> **What is needed**:
Only the lines of the data below from the one with "pub mod health;" through the one with "repository 29dbd39e5683fe11" are wanted. Repeat them exactly.

(Records from a data source)

▶

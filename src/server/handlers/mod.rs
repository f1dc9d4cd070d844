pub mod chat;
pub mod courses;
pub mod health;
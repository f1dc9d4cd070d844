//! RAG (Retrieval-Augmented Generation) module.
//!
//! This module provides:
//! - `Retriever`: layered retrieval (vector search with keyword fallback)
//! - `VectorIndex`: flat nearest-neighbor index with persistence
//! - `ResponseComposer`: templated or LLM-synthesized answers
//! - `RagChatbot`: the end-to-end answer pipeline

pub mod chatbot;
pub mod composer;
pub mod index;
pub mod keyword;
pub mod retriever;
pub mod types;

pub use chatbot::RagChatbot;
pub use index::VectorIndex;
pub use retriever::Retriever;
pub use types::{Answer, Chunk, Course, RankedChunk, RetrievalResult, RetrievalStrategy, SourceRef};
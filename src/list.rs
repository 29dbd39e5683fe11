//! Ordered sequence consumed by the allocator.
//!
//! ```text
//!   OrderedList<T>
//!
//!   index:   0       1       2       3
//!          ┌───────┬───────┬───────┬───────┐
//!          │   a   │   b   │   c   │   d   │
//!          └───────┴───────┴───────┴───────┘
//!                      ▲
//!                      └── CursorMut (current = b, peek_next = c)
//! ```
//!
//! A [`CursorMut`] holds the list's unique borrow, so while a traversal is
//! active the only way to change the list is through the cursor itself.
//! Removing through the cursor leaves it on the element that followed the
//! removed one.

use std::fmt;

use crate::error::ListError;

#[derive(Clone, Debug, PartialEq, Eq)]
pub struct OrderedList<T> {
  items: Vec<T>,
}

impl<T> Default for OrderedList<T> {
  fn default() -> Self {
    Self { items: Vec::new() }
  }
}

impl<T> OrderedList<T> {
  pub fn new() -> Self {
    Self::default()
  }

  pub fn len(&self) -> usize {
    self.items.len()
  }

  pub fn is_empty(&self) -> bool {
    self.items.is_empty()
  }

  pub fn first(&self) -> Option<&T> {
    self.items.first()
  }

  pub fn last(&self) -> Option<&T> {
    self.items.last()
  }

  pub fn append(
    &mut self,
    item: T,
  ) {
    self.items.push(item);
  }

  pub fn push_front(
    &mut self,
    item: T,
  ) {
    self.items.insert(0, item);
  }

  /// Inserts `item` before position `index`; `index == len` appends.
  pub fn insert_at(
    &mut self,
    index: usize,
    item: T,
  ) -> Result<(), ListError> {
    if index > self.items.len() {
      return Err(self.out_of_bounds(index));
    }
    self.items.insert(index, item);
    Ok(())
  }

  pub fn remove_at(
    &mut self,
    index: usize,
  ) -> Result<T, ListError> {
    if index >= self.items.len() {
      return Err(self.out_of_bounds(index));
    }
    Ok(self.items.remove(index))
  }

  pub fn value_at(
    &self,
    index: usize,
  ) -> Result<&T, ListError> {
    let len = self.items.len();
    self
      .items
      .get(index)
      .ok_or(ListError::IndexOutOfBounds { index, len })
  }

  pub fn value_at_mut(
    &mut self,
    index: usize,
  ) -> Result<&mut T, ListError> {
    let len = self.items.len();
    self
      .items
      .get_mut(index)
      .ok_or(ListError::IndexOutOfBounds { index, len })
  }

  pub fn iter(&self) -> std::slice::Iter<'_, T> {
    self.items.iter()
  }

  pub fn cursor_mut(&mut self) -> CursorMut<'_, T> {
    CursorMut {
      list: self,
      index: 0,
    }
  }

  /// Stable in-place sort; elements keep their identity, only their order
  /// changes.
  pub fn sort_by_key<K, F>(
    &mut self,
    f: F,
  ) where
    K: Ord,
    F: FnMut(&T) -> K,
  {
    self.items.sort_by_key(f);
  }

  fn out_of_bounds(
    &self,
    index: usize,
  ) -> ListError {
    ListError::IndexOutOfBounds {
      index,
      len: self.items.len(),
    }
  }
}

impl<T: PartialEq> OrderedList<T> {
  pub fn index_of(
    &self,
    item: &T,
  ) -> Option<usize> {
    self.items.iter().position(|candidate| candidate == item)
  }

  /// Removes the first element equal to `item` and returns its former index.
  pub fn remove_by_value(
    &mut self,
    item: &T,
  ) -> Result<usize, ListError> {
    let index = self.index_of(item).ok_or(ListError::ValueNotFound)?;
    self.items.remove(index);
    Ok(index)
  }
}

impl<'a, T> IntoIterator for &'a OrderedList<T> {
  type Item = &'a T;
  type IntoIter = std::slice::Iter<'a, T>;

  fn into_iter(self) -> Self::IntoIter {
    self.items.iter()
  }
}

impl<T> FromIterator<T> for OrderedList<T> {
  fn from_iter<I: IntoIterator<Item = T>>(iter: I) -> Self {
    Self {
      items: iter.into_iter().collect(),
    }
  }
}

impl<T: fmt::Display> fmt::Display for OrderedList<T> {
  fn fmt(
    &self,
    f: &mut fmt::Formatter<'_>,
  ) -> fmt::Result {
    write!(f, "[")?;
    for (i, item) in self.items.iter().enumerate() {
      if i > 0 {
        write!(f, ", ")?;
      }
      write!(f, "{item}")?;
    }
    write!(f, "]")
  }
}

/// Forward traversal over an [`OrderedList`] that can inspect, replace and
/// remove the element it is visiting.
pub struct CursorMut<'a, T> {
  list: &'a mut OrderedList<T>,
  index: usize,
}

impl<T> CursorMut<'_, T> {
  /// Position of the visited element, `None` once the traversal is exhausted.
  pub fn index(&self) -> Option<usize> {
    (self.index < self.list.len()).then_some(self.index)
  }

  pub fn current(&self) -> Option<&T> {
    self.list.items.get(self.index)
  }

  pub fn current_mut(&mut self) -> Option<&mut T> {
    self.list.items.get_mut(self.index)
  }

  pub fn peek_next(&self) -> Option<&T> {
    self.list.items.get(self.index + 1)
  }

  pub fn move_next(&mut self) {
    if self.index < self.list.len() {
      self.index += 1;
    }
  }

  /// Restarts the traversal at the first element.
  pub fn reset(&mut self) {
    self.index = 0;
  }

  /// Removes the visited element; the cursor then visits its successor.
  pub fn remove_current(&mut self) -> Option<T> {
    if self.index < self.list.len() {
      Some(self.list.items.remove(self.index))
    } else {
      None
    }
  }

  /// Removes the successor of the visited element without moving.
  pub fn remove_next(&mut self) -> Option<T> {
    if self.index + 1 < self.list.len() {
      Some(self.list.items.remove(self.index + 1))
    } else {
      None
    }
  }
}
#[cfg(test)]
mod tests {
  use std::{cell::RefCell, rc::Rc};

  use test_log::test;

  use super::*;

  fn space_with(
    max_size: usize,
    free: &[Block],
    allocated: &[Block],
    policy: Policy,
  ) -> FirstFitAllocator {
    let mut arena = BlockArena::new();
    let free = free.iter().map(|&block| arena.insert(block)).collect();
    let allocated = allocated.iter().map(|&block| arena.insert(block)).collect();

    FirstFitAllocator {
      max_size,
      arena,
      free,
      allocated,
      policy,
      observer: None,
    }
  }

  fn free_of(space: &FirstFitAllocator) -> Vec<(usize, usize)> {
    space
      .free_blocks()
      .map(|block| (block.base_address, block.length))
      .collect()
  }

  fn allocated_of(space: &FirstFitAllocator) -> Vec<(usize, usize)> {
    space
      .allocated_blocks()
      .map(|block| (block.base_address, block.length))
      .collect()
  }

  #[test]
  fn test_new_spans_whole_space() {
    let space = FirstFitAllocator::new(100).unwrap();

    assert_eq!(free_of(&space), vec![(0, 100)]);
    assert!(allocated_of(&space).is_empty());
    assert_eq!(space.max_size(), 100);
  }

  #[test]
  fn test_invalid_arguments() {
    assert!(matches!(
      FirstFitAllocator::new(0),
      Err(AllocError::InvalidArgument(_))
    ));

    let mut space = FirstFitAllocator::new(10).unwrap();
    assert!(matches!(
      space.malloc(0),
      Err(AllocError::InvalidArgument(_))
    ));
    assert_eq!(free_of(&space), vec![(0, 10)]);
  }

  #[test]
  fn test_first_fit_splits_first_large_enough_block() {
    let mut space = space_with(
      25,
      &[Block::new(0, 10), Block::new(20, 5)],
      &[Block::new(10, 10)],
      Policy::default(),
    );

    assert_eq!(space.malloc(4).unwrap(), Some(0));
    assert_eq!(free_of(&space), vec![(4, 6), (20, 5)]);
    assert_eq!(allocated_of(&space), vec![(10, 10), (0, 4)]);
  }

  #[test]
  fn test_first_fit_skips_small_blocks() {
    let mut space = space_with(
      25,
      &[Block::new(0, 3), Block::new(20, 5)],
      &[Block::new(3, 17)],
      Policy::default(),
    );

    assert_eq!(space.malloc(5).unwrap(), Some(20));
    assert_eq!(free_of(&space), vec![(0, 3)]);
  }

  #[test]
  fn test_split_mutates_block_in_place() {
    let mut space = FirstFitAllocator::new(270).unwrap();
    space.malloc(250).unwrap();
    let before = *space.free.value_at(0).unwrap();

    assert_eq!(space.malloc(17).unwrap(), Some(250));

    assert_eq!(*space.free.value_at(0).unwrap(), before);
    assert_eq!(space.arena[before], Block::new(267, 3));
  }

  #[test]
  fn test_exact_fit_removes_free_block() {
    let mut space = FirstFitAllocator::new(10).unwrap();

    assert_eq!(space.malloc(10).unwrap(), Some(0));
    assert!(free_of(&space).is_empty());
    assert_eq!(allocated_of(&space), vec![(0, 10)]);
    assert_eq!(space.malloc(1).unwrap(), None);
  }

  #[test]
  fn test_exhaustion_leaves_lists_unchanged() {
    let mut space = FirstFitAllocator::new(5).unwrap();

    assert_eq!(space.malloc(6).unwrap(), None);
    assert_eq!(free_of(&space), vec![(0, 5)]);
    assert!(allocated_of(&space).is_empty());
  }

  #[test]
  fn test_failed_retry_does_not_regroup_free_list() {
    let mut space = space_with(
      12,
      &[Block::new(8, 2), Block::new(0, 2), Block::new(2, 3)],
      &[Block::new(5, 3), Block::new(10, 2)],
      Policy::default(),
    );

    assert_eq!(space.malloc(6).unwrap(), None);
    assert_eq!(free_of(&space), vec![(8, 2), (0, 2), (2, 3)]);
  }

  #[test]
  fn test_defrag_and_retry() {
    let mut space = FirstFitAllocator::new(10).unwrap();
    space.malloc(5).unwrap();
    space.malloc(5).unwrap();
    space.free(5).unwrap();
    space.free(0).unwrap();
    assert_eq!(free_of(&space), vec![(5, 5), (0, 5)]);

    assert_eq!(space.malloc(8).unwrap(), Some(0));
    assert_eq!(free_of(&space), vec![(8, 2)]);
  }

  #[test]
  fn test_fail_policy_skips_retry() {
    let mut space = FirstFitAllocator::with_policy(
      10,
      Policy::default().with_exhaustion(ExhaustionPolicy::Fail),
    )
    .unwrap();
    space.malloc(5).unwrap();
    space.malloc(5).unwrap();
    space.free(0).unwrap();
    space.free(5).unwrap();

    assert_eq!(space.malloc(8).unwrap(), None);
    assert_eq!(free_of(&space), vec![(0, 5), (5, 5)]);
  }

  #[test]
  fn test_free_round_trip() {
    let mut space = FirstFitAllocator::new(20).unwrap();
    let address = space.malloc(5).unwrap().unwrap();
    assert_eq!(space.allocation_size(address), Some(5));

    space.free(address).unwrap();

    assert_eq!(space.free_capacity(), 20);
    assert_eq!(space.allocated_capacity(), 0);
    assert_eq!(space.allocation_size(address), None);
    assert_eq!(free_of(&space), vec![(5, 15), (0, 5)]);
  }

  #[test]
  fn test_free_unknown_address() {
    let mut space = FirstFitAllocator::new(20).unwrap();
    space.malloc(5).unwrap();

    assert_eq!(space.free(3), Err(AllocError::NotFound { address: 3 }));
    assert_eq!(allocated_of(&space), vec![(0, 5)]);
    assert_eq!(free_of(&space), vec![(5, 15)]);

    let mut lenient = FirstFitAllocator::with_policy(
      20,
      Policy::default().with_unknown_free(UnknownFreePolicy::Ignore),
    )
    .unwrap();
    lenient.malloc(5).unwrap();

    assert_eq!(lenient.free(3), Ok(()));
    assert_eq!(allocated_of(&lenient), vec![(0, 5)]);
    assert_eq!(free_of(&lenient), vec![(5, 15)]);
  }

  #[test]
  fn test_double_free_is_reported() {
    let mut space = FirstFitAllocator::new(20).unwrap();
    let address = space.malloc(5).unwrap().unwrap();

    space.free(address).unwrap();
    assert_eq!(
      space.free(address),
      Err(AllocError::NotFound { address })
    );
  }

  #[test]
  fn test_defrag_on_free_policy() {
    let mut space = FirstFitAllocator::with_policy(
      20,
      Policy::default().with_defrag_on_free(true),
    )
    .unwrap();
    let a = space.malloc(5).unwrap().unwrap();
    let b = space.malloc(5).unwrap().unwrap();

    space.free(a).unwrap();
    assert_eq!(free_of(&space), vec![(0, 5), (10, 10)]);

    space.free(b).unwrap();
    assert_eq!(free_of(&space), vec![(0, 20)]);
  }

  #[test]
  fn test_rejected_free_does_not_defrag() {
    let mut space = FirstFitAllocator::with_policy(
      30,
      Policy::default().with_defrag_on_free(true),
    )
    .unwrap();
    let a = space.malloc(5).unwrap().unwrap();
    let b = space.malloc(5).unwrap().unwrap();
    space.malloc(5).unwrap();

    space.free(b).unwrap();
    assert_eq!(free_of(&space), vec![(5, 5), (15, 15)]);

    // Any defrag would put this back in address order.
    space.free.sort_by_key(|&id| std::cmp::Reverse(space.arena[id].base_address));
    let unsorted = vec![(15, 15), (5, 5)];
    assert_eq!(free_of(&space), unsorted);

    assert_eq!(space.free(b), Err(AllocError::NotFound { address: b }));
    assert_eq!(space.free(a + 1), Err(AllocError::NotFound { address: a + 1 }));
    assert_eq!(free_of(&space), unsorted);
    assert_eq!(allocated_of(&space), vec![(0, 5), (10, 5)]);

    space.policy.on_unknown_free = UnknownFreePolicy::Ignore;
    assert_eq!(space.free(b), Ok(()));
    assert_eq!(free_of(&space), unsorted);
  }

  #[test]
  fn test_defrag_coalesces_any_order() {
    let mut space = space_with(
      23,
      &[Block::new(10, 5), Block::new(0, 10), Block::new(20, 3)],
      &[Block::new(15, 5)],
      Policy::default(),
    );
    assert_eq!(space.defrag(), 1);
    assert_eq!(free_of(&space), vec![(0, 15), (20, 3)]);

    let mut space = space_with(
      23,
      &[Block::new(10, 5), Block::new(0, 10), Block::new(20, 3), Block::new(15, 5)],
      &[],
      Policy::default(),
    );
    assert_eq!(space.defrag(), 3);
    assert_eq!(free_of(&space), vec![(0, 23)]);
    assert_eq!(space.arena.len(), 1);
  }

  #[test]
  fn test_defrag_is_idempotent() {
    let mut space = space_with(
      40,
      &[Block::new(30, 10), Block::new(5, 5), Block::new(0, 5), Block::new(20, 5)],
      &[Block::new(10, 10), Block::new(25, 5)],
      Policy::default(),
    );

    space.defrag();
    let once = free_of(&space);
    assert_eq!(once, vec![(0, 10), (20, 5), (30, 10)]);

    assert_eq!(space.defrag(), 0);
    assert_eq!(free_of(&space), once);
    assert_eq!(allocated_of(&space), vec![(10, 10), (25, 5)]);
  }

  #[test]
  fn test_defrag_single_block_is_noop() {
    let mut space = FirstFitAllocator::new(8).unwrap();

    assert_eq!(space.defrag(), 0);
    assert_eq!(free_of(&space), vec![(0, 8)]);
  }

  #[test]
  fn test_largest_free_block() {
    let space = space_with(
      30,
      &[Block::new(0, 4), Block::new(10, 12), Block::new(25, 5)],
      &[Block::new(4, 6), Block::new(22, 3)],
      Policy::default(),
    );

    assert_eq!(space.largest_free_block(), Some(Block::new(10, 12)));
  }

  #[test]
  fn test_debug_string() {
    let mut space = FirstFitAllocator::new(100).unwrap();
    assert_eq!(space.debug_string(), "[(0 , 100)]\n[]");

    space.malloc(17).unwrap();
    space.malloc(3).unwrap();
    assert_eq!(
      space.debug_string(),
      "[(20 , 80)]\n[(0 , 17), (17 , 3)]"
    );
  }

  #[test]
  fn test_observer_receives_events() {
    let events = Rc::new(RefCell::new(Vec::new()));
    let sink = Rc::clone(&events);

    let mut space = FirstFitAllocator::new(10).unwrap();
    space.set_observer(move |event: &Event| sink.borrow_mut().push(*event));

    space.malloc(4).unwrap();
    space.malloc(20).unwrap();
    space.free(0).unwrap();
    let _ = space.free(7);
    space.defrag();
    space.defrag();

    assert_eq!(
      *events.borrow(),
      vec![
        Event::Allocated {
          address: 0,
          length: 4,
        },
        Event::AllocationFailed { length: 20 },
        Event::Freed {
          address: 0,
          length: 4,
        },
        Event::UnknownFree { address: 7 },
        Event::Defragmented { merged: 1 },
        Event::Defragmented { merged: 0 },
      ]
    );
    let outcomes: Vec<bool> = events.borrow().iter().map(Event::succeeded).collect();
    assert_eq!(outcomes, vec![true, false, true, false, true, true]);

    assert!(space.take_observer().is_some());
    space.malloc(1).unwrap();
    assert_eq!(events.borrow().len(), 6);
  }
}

◀

> **Answer for the task**:
pub mod health;
repository f1dc9d4cd070d844
//! RAG (Retrieval-Augmented Generation) module.
//!
//! This module provides:
//! - `Retriever`: layered retrieval (vector search with keyword fallback)
//! - `VectorIndex`: flat nearest-neighbor index with persistence
//! - `ResponseComposer`: templated or LLM-synthesized answers
//! - `RagChatbot`: the end-to-end answer pipeline

pub mod chatbot;
pub mod composer;
pub mod index;
pub mod keyword;
pub mod retriever;
pub mod types;

pub use chatbot::RagChatbot;
pub use index::VectorIndex;
pub use retriever::Retriever;
pub use types::{Answer, Chunk, Course, RankedChunk, RetrievalResult, RetrievalStrategy, SourceRef};
filename src/list.rs
repository 29dbd39e5683fe11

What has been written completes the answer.